§ Problem: Repeat every entry below exactly.

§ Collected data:
++++++++++

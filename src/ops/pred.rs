/// Returns the elements satisfying `pred`, in their original order.
///
/// ```rust
/// use seq_ops::filter;
///
/// let filtered = filter(&[12345, 123, 125], |x| *x != 12345);
/// assert_eq!(filtered, [123, 125]);
/// ```
#[must_use]
pub fn filter<T: Clone>(seq: &[T], mut pred: impl FnMut(&T) -> bool) -> Vec<T> {
    let mut res = vec![];
    for x in seq {
        if pred(x) {
            res.push(x.clone());
        }
    }
    res
}

/// Applies `f` to every element.
///
/// The output has the same length as `seq`.
///
/// ```rust
/// use seq_ops::map;
///
/// let mapped = map(&[12345_i32, 123, 125], |x| x.to_string());
/// assert_eq!(mapped, ["12345", "123", "125"]);
/// ```
#[must_use]
pub fn map<T, U>(seq: &[T], f: impl FnMut(&T) -> U) -> Vec<U> {
    let mut res = Vec::with_capacity(seq.len());
    res.extend(seq.iter().map(f));
    res
}

/// Returns the first element satisfying `pred`, or `default` if there is none.
#[must_use]
pub fn first_or_default<T: Clone>(
    seq: &[T],
    mut pred: impl FnMut(&T) -> bool,
    default: T,
) -> T {
    for x in seq {
        if pred(x) {
            return x.clone();
        }
    }
    default
}

/// `false` on an empty sequence
#[must_use]
pub fn some<T>(seq: &[T], mut pred: impl FnMut(&T) -> bool) -> bool {
    for x in seq {
        if pred(x) {
            return true;
        }
    }
    false
}

/// `true` on an empty sequence
#[must_use]
pub fn every<T>(seq: &[T], mut pred: impl FnMut(&T) -> bool) -> bool {
    for x in seq {
        if !pred(x) {
            return false;
        }
    }
    true
}
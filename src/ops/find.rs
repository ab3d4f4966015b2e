use thiserror::Error;

/// A matching element together with its zero-based position
#[derive(Debug, Clone, Copy, PartialEq, Eq)]
pub struct Found<T> {
    pub index: usize,
    pub value: T,
}
impl<T> Found<T> {
    #[must_use]
    pub const fn new(index: usize, value: T) -> Self {
        Self { index, value }
    }

    pub fn map<U>(self, f: impl FnOnce(T) -> U) -> Found<U> {
        Found {
            index: self.index,
            value: f(self.value),
        }
    }
    pub fn into_flatten(self) -> (usize, T) {
        (self.index, self.value)
    }
}
impl<T: Clone> Found<&T> {
    #[must_use]
    pub fn cloned(self) -> Found<T> {
        self.map(Clone::clone)
    }
}

#[derive(Debug, Clone, Copy, PartialEq, Eq, Error)]
#[error("element not found")]
pub struct ElementNotFound;

/// Scans from the front and returns the first element satisfying `pred`.
///
/// ```rust
/// use seq_ops::{find, ElementNotFound};
///
/// let seq = [12345, 123, 125];
/// let found = find(&seq, |x| *x == 125).unwrap();
/// assert_eq!(found.into_flatten(), (2, &125));
/// assert_eq!(find(&seq, |x| *x > 99999), Err(ElementNotFound));
/// ```
pub fn find<T>(
    seq: &[T],
    mut pred: impl FnMut(&T) -> bool,
) -> Result<Found<&T>, ElementNotFound> {
    for (i, value) in seq.iter().enumerate() {
        if pred(value) {
            return Ok(Found::new(i, value));
        }
    }
    Err(ElementNotFound)
}

/// Same scan as [`find`], returning `-1` when no element matches
#[must_use]
pub fn find_index<T>(seq: &[T], pred: impl FnMut(&T) -> bool) -> isize {
    match find(seq, pred) {
        Ok(found) => isize::try_from(found.index).unwrap_or(isize::MAX),
        Err(ElementNotFound) => -1,
    }
}
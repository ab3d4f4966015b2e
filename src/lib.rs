#![cfg_attr(feature = "nightly", feature(test))]
#[cfg(feature = "nightly")]
extern crate test;

#[cfg(feature = "nightly")]
#[cfg(test)]
mod bench;
pub mod enumerable;
pub mod ops;

pub use enumerable::Enumerable;
pub use ops::{
    find::{ElementNotFound, Found, find, find_index},
    pred::{every, filter, first_or_default, map, some},
    sort::{SortAlgo, partition, precede_ordering, quick_sort, sort, sort_with},
};
// SPDX-FileCopyrightText: 2026 Strongbox Contributors
// SPDX-License-Identifier: MIT OR Apache-2.0

//! Error types for the Strongbox credential vault.
//!
//! Expected business outcomes (wrong password, lockout, duplicate login) are
//! not errors; they are returned as [`crate::LoginOutcome`] and
//! [`crate::RegisterOutcome`] variants. This enum covers the conditions a
//! caller cannot recover from by re-prompting.

use thiserror::Error;

/// The primary error type used across all Strongbox crates.
#[derive(Debug, Error)]
pub enum StrongboxError {
    /// A per-user operation referenced a user row that does not exist.
    #[error("owner user {0} does not exist")]
    OwnerNotFound(i64),

    /// An envelope did not verify: wrong key, tampered data, or malformed blob.
    #[error("authentication failed -- wrong key or tampered data")]
    AuthenticationFailed,

    /// The root key file could not be read or written.
    #[error("root key unavailable: {0}")]
    KeyUnavailable(String),

    /// The root key file exists but its contents are not a valid key.
    #[error("root key corrupt: {0}")]
    KeyCorrupt(String),

    /// The store could not be reached in time (closed, busy, locked, or timed out).
    #[error("storage unavailable: {message}")]
    StorageUnavailable {
        message: String,
        source: Option<Box<dyn std::error::Error + Send + Sync>>,
    },

    /// A statement failed for a reason other than connectivity.
    #[error("storage error: {source}")]
    Storage {
        source: Box<dyn std::error::Error + Send + Sync>,
    },

    /// Randomness or key-derivation failure.
    #[error("crypto error: {0}")]
    Crypto(String),

    /// Caller-supplied arguments were rejected before touching storage.
    #[error("invalid input: {0}")]
    InvalidInput(String),

    /// Internal or unexpected errors.
    #[error("internal error: {0}")]
    Internal(String),
}

impl StrongboxError {
    /// Build a [`StrongboxError::StorageUnavailable`] without an underlying source.
    pub fn unavailable(message: impl Into<String>) -> Self {
        Self::StorageUnavailable {
            message: message.into(),
            source: None,
        }
    }

    /// True for transient connectivity failures a caller may choose to retry.
    pub fn is_storage_unavailable(&self) -> bool {
        matches!(self, Self::StorageUnavailable { .. })
    }
}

++++++++++

§ Solution to this exercise:
filename src/ops/pred.rs
/// Returns the elements satisfying `pred`, in their original order.
///
/// ```rust
/// use seq_ops::filter;
///
/// let filtered = filter(&[12345, 123, 125], |x| *x != 12345);
/// assert_eq!(filtered, [123, 125]);
/// ```
#[must_use]
pub fn filter<T: Clone>(seq: &[T], mut pred: impl FnMut(&T) -> bool) -> Vec<T> {
    let mut res = vec![];
    for x in seq {
        if pred(x) {
            res.push(x.clone());
        }
    }
    res
}

/// Applies `f` to every element.
///
/// The output has the same length as `seq`.
///
/// ```rust
/// use seq_ops::map;
///
/// let mapped = map(&[12345_i32, 123, 125], |x| x.to_string());
/// assert_eq!(mapped, ["12345", "123", "125"]);
/// ```
#[must_use]
pub fn map<T, U>(seq: &[T], f: impl FnMut(&T) -> U) -> Vec<U> {
    let mut res = Vec::with_capacity(seq.len());
    res.extend(seq.iter().map(f));
    res
}

/// Returns the first element satisfying `pred`, or `default` if there is none.
#[must_use]
pub fn first_or_default<T: Clone>(
    seq: &[T],
    mut pred: impl FnMut(&T) -> bool,
    default: T,
) -> T {
    for x in seq {
        if pred(x) {
            return x.clone();
        }
    }
    default
}

/// `false` on an empty sequence
#[must_use]
pub fn some<T>(seq: &[T], mut pred: impl FnMut(&T) -> bool) -> bool {
    for x in seq {
        if pred(x) {
            return true;
        }
    }
    false
}

/// `true` on an empty sequence
#[must_use]
pub fn every<T>(seq: &[T], mut pred: impl FnMut(&T) -> bool) -> bool {
    for x in seq {
        if !pred(x) {
            return false;
        }
    }
    true
}
filename src/ops/find.rs
repository ab3d4f4966015b2e
use thiserror::Error;

/// A matching element together with its zero-based position
#[derive(Debug, Clone, Copy, PartialEq, Eq)]
pub struct Found<T> {
    pub index: usize,
    pub value: T,
}
impl<T> Found<T> {
    #[must_use]
    pub const fn new(index: usize, value: T) -> Self {
        Self { index, value }
    }

    pub fn map<U>(self, f: impl FnOnce(T) -> U) -> Found<U> {
        Found {
            index: self.index,
            value: f(self.value),
        }
    }
    pub fn into_flatten(self) -> (usize, T) {
        (self.index, self.value)
    }
}
impl<T: Clone> Found<&T> {
    #[must_use]
    pub fn cloned(self) -> Found<T> {
        self.map(Clone::clone)
    }
}

#[derive(Debug, Clone, Copy, PartialEq, Eq, Error)]
#[error("element not found")]
pub struct ElementNotFound;

/// Scans from the front and returns the first element satisfying `pred`.
///
/// ```rust
/// use seq_ops::{find, ElementNotFound};
///
/// let seq = [12345, 123, 125];
/// let found = find(&seq, |x| *x == 125).unwrap();
/// assert_eq!(found.into_flatten(), (2, &125));
/// assert_eq!(find(&seq, |x| *x > 99999), Err(ElementNotFound));
/// ```
pub fn find<T>(
    seq: &[T],
    mut pred: impl FnMut(&T) -> bool,
) -> Result<Found<&T>, ElementNotFound> {
    for (i, value) in seq.iter().enumerate() {
        if pred(value) {
            return Ok(Found::new(i, value));
        }
    }
    Err(ElementNotFound)
}

/// Same scan as [`find`], returning `-1` when no element matches
#[must_use]
pub fn find_index<T>(seq: &[T], pred: impl FnMut(&T) -> bool) -> isize {
    match find(seq, pred) {
        Ok(found) => isize::try_from(found.index).unwrap_or(isize::MAX),
        Err(ElementNotFound) => -1,
    }
}
repository ab3d4f4966015b2e
filename src/lib.rs
#![cfg_attr(feature = "nightly", feature(test))]
#[cfg(feature = "nightly")]
extern crate test;

#[cfg(feature = "nightly")]
#[cfg(test)]
mod bench;
pub mod enumerable;
pub mod ops;

pub use enumerable::Enumerable;
pub use ops::{
    find::{ElementNotFound, Found, find, find_index},
    pred::{every, filter, first_or_default, map, some},
    sort::{SortAlgo, partition, precede_ordering, quick_sort, sort, sort_with},
};
// SPDX-FileCopyrightText: 2026 Strongbox Contributors
// SPDX-License-Identifier: MIT OR Apache-2.0

//! Error types for the Strongbox credential vault.
//!
//! Expected business outcomes (wrong password, lockout, duplicate login) are
//! not errors; they are returned as [`crate::LoginOutcome`] and
//! [`crate::RegisterOutcome`] variants. This enum covers the conditions a
//! caller cannot recover from by re-prompting.

use thiserror::Error;

/// The primary error type used across all Strongbox crates.
#[derive(Debug, Error)]
pub enum StrongboxError {
    /// A per-user operation referenced a user row that does not exist.
    #[error("owner user {0} does not exist")]
    OwnerNotFound(i64),

    /// An envelope did not verify: wrong key, tampered data, or malformed blob.
    #[error("authentication failed -- wrong key or tampered data")]
    AuthenticationFailed,

    /// The root key file could not be read or written.
    #[error("root key unavailable: {0}")]
    KeyUnavailable(String),

    /// The root key file exists but its contents are not a valid key.
    #[error("root key corrupt: {0}")]
    KeyCorrupt(String),

    /// The store could not be reached in time (closed, busy, locked, or timed out).
    #[error("storage unavailable: {message}")]
    StorageUnavailable {
        message: String,
        source: Option<Box<dyn std::error::Error + Send + Sync>>,
    },

    /// A statement failed for a reason other than connectivity.
    #[error("storage error: {source}")]
    Storage {
        source: Box<dyn std::error::Error + Send + Sync>,
    },

    /// Randomness or key-derivation failure.
    #[error("crypto error: {0}")]
    Crypto(String),

    /// Caller-supplied arguments were rejected before touching storage.
    #[error("invalid input: {0}")]
    InvalidInput(String),

    /// Internal or unexpected errors.
    #[error("internal error: {0}")]
    Internal(String),
}

impl StrongboxError {
    /// Build a [`StrongboxError::StorageUnavailable`] without an underlying source.
    pub fn unavailable(message: impl Into<String>) -> Self {
        Self::StorageUnavailable {
            message: message.into(),
            source: None,
        }
    }

    /// True for transient connectivity failures a caller may choose to retry.
    pub fn is_storage_unavailable(&self) -> bool {
        matches!(self, Self::StorageUnavailable { .. })
    }
}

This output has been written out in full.